--- Your instructions ---
Transcribe each entry so that it matches the original exactly.

::: The records :::

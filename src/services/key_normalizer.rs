//! Region-aware E.164 canonicalization of phone numbers

use tracing::debug;

use crate::errors::{AppError, AppResult};
use crate::models::LookupKey;
use crate::models::lookup::is_e164;

/// Dialing rules for one region
#[derive(Debug, Clone, Copy, PartialEq, Eq)]
pub struct RegionRules {
    pub region: &'static str,
    pub calling_code: &'static str,
    /// Prefix dialed before national numbers inside the region
    pub trunk_prefix: Option<&'static str>,
    /// Prefix dialed before a country code when calling abroad
    pub international_prefix: &'static str,
    /// North American Numbering Plan member
    pub nanp: bool,
}

const fn rules(
    region: &'static str,
    calling_code: &'static str,
    trunk_prefix: Option<&'static str>,
    international_prefix: &'static str,
) -> RegionRules {
    RegionRules {
        region,
        calling_code,
        trunk_prefix,
        international_prefix,
        nanp: false,
    }
}

const fn nanp(region: &'static str) -> RegionRules {
    RegionRules {
        region,
        calling_code: "1",
        trunk_prefix: Some("1"),
        international_prefix: "011",
        nanp: true,
    }
}

static REGIONS: &[RegionRules] = &[
    nanp("US"),
    nanp("CA"),
    nanp("PR"),
    rules("GB", "44", Some("0"), "00"),
    rules("IE", "353", Some("0"), "00"),
    rules("DE", "49", Some("0"), "00"),
    rules("FR", "33", Some("0"), "00"),
    rules("NL", "31", Some("0"), "00"),
    rules("BE", "32", Some("0"), "00"),
    rules("CH", "41", Some("0"), "00"),
    rules("AT", "43", Some("0"), "00"),
    rules("SE", "46", Some("0"), "00"),
    rules("ES", "34", None, "00"),
    rules("IT", "39", None, "00"),
    rules("PT", "351", None, "00"),
    rules("NO", "47", None, "00"),
    rules("DK", "45", None, "00"),
    rules("PL", "48", None, "00"),
    rules("MX", "52", None, "00"),
    rules("RU", "7", Some("8"), "810"),
    rules("IN", "91", Some("0"), "00"),
    rules("CN", "86", Some("0"), "00"),
    rules("JP", "81", Some("0"), "010"),
    rules("AU", "61", Some("0"), "0011"),
    rules("NZ", "64", Some("0"), "00"),
    rules("BR", "55", Some("0"), "00"),
    rules("ZA", "27", Some("0"), "00"),
];

/// Characters people type between digit groups
fn is_separator(c: char) -> bool {
    matches!(c, ' ' | '\t' | '-' | '.' | '(' | ')' | '/')
}

/// Canonicalizes raw phone numbers to E.164 for one home region.
#[derive(Debug, Clone)]
pub struct KeyNormalizer {
    rules: RegionRules,
}

impl KeyNormalizer {
    pub fn new(region: &str) -> AppResult<Self> {
        let wanted = region.trim().to_ascii_uppercase();
        REGIONS
            .iter()
            .find(|r| r.region == wanted)
            .map(|rules| Self { rules: *rules })
            .ok_or_else(|| AppError::configuration(format!("Unsupported region '{region}'")))
    }

    pub fn region(&self) -> &'static str {
        self.rules.region
    }

    pub fn rules(&self) -> &RegionRules {
        &self.rules
    }

    /// Normalize `raw` to E.164. Already-canonical input comes back unchanged.
    pub fn normalize(&self, raw: &str) -> AppResult<LookupKey> {
        let trimmed = raw.trim();
        if trimmed.is_empty() {
            return Err(AppError::invalid_argument("number", "must not be empty"));
        }

        let mut explicit_plus = false;
        let mut digits = String::with_capacity(trimmed.len());
        for c in trimmed.chars() {
            if c == '+' && !explicit_plus && digits.is_empty() {
                explicit_plus = true;
            } else if c.is_ascii_digit() {
                digits.push(c);
            } else if !is_separator(c) {
                return Err(AppError::invalid_key(
                    raw,
                    format!("unexpected character '{c}'"),
                ));
            }
        }

        if digits.is_empty() {
            return Err(AppError::invalid_key(raw, "no digits"));
        }

        let international = if explicit_plus {
            digits
        } else if let Some(rest) = digits.strip_prefix(self.rules.international_prefix) {
            rest.to_string()
        } else {
            let national = self.strip_trunk_prefix(&digits);
            if self.rules.nanp && national.len() != 10 {
                return Err(AppError::invalid_key(
                    raw,
                    format!("expected 10 national digits, found {}", national.len()),
                ));
            }
            format!("{}{}", self.rules.calling_code, national)
        };

        let canonical = format!("+{international}");
        if !is_e164(&canonical) {
            return Err(AppError::invalid_key(raw, "not a valid international number"));
        }

        debug!("Normalized '{}' to {} (region {})", raw, canonical, self.rules.region);
        Ok(LookupKey::from_canonical(canonical))
    }

    fn strip_trunk_prefix<'a>(&self, digits: &'a str) -> &'a str {
        match self.rules.trunk_prefix {
            // NANP numbers carry the trunk "1" only in front of a full 10-digit number
            Some(prefix) if self.rules.nanp => {
                if digits.len() == 11 {
                    digits.strip_prefix(prefix).unwrap_or(digits)
                } else {
                    digits
                }
            }
            Some(prefix) => digits.strip_prefix(prefix).unwrap_or(digits),
            None => digits,
        }
    }
}

#[cfg(test)]
mod tests {
    use super::*;
    use proptest::prelude::*;
    use rstest::rstest;

    #[rstest]
    #[case("US", "5551234567", "+15551234567")]
    #[case("US", "555-123-4567", "+15551234567")]
    #[case("US", "(555) 123-4567", "+15551234567")]
    #[case("US", "1 555 123 4567", "+15551234567")]
    #[case("US", "011 44 20 7946 0958", "+442079460958")]
    #[case("US", "+44 20 7946 0958", "+442079460958")]
    #[case("GB", "020 7946 0958", "+442079460958")]
    #[case("GB", "00 1 555 123 4567", "+15551234567")]
    #[case("DE", "030 1234567", "+49301234567")]
    #[case("IT", "06 1234 5678", "+390612345678")]
    #[case("AU", "0011 1 555 123 4567", "+15551234567")]
    #[case("ru", "8 495 123 45 67", "+74951234567")]
    fn normalizes_to_e164(#[case] region: &str, #[case] raw: &str, #[case] expected: &str) {
        let normalizer = KeyNormalizer::new(region).unwrap();
        assert_eq!(normalizer.normalize(raw).unwrap().as_str(), expected);
    }

    #[rstest]
    #[case("")]
    #[case("   ")]
    fn empty_input_is_an_argument_error(#[case] raw: &str) {
        let normalizer = KeyNormalizer::new("US").unwrap();
        assert!(matches!(
            normalizer.normalize(raw),
            Err(AppError::InvalidArgument { .. })
        ));
    }

    #[rstest]
    #[case("call me")]
    #[case("555-CALL-NOW")]
    #[case("12345")]
    #[case("5+551234567")]
    #[case("+0123456")]
    #[case("---")]
    fn garbage_is_an_invalid_key(#[case] raw: &str) {
        let normalizer = KeyNormalizer::new("US").unwrap();
        assert!(matches!(
            normalizer.normalize(raw),
            Err(AppError::InvalidKey { .. })
        ));
    }

    #[test]
    fn unknown_region_is_rejected() {
        assert!(KeyNormalizer::new("XX").is_err());
    }

    proptest! {
        #[test]
        fn normalize_is_idempotent(
            region in prop::sample::select(vec!["US", "GB", "DE", "IT", "AU", "JP"]),
            raw in "[+]?[0-9 ()-]{3,20}",
        ) {
            let normalizer = KeyNormalizer::new(region).unwrap();
            if let Ok(once) = normalizer.normalize(&raw) {
                let twice = normalizer.normalize(once.as_str()).unwrap();
                prop_assert_eq!(once, twice);
            }
        }
    }
}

:::

--- Answer to this task ---
filename src/services/key_normalizer.rs
//! Region-aware E.164 canonicalization of phone numbers

use tracing::debug;

use crate::errors::{AppError, AppResult};
use crate::models::LookupKey;
use crate::models::lookup::is_e164;

/// Dialing rules for one region
#[derive(Debug, Clone, Copy, PartialEq, Eq)]
pub struct RegionRules {
    pub region: &'static str,
    pub calling_code: &'static str,
    /// Prefix dialed before national numbers inside the region
    pub trunk_prefix: Option<&'static str>,
    /// Prefix dialed before a country code when calling abroad
    pub international_prefix: &'static str,
    /// North American Numbering Plan member
    pub nanp: bool,
}

const fn rules(
    region: &'static str,
    calling_code: &'static str,
    trunk_prefix: Option<&'static str>,
    international_prefix: &'static str,
) -> RegionRules {
    RegionRules {
        region,
        calling_code,
        trunk_prefix,
        international_prefix,
        nanp: false,
    }
}

const fn nanp(region: &'static str) -> RegionRules {
    RegionRules {
        region,
        calling_code: "1",
        trunk_prefix: Some("1"),
        international_prefix: "011",
        nanp: true,
    }
}

static REGIONS: &[RegionRules] = &[
    nanp("US"),
    nanp("CA"),
    nanp("PR"),
    rules("GB", "44", Some("0"), "00"),
    rules("IE", "353", Some("0"), "00"),
    rules("DE", "49", Some("0"), "00"),
    rules("FR", "33", Some("0"), "00"),
    rules("NL", "31", Some("0"), "00"),
    rules("BE", "32", Some("0"), "00"),
    rules("CH", "41", Some("0"), "00"),
    rules("AT", "43", Some("0"), "00"),
    rules("SE", "46", Some("0"), "00"),
    rules("ES", "34", None, "00"),
    rules("IT", "39", None, "00"),
    rules("PT", "351", None, "00"),
    rules("NO", "47", None, "00"),
    rules("DK", "45", None, "00"),
    rules("PL", "48", None, "00"),
    rules("MX", "52", None, "00"),
    rules("RU", "7", Some("8"), "810"),
    rules("IN", "91", Some("0"), "00"),
    rules("CN", "86", Some("0"), "00"),
    rules("JP", "81", Some("0"), "010"),
    rules("AU", "61", Some("0"), "0011"),
    rules("NZ", "64", Some("0"), "00"),
    rules("BR", "55", Some("0"), "00"),
    rules("ZA", "27", Some("0"), "00"),
];

/// Characters people type between digit groups
fn is_separator(c: char) -> bool {
    matches!(c, ' ' | '\t' | '-' | '.' | '(' | ')' | '/')
}

/// Canonicalizes raw phone numbers to E.164 for one home region.
#[derive(Debug, Clone)]
pub struct KeyNormalizer {
    rules: RegionRules,
}

impl KeyNormalizer {
    pub fn new(region: &str) -> AppResult<Self> {
        let wanted = region.trim().to_ascii_uppercase();
        REGIONS
            .iter()
            .find(|r| r.region == wanted)
            .map(|rules| Self { rules: *rules })
            .ok_or_else(|| AppError::configuration(format!("Unsupported region '{region}'")))
    }

    pub fn region(&self) -> &'static str {
        self.rules.region
    }

    pub fn rules(&self) -> &RegionRules {
        &self.rules
    }

    /// Normalize `raw` to E.164. Already-canonical input comes back unchanged.
    pub fn normalize(&self, raw: &str) -> AppResult<LookupKey> {
        let trimmed = raw.trim();
        if trimmed.is_empty() {
            return Err(AppError::invalid_argument("number", "must not be empty"));
        }

        let mut explicit_plus = false;
        let mut digits = String::with_capacity(trimmed.len());
        for c in trimmed.chars() {
            if c == '+' && !explicit_plus && digits.is_empty() {
                explicit_plus = true;
            } else if c.is_ascii_digit() {
                digits.push(c);
            } else if !is_separator(c) {
                return Err(AppError::invalid_key(
                    raw,
                    format!("unexpected character '{c}'"),
                ));
            }
        }

        if digits.is_empty() {
            return Err(AppError::invalid_key(raw, "no digits"));
        }

        let international = if explicit_plus {
            digits
        } else if let Some(rest) = digits.strip_prefix(self.rules.international_prefix) {
            rest.to_string()
        } else {
            let national = self.strip_trunk_prefix(&digits);
            if self.rules.nanp && national.len() != 10 {
                return Err(AppError::invalid_key(
                    raw,
                    format!("expected 10 national digits, found {}", national.len()),
                ));
            }
            format!("{}{}", self.rules.calling_code, national)
        };

        let canonical = format!("+{international}");
        if !is_e164(&canonical) {
            return Err(AppError::invalid_key(raw, "not a valid international number"));
        }

        debug!("Normalized '{}' to {} (region {})", raw, canonical, self.rules.region);
        Ok(LookupKey::from_canonical(canonical))
    }

    fn strip_trunk_prefix<'a>(&self, digits: &'a str) -> &'a str {
        match self.rules.trunk_prefix {
            // NANP numbers carry the trunk "1" only in front of a full 10-digit number
            Some(prefix) if self.rules.nanp => {
                if digits.len() == 11 {
                    digits.strip_prefix(prefix).unwrap_or(digits)
                } else {
                    digits
                }
            }
            Some(prefix) => digits.strip_prefix(prefix).unwrap_or(digits),
            None => digits,
        }
    }
}

#[cfg(test)]
mod tests {
    use super::*;
    use proptest::prelude::*;
    use rstest::rstest;

    #[rstest]
    #[case("US", "5551234567", "+15551234567")]
    #[case("US", "555-123-4567", "+15551234567")]
    #[case("US", "(555) 123-4567", "+15551234567")]
    #[case("US", "1 555 123 4567", "+15551234567")]
    #[case("US", "011 44 20 7946 0958", "+442079460958")]
    #[case("US", "+44 20 7946 0958", "+442079460958")]
    #[case("GB", "020 7946 0958", "+442079460958")]
    #[case("GB", "00 1 555 123 4567", "+15551234567")]
    #[case("DE", "030 1234567", "+49301234567")]
    #[case("IT", "06 1234 5678", "+390612345678")]
    #[case("AU", "0011 1 555 123 4567", "+15551234567")]
    #[case("ru", "8 495 123 45 67", "+74951234567")]
    fn normalizes_to_e164(#[case] region: &str, #[case] raw: &str, #[case] expected: &str) {
        let normalizer = KeyNormalizer::new(region).unwrap();
        assert_eq!(normalizer.normalize(raw).unwrap().as_str(), expected);
    }

    #[rstest]
    #[case("")]
    #[case("   ")]
    fn empty_input_is_an_argument_error(#[case] raw: &str) {
        let normalizer = KeyNormalizer::new("US").unwrap();
        assert!(matches!(
            normalizer.normalize(raw),
            Err(AppError::InvalidArgument { .. })
        ));
    }

    #[rstest]
    #[case("call me")]
    #[case("555-CALL-NOW")]
    #[case("12345")]
    #[case("5+551234567")]
    #[case("+0123456")]
    #[case("---")]
    fn garbage_is_an_invalid_key(#[case] raw: &str) {
        let normalizer = KeyNormalizer::new("US").unwrap();
        assert!(matches!(
            normalizer.normalize(raw),
            Err(AppError::InvalidKey { .. })
        ));
    }

    #[test]
    fn unknown_region_is_rejected() {
        assert!(KeyNormalizer::new("XX").is_err());
    }

    proptest! {
        #[test]
        fn normalize_is_idempotent(
            region in prop::sample::select(vec!["US", "GB", "DE", "IT", "AU", "JP"]),
            raw in "[+]?[0-9 ()-]{3,20}",
        ) {
            let normalizer = KeyNormalizer::new(region).unwrap();
            if let Ok(once) = normalizer.normalize(&raw) {
                let twice = normalizer.normalize(once.as_str()).unwrap();
                prop_assert_eq!(once, twice);
            }
        }
    }
}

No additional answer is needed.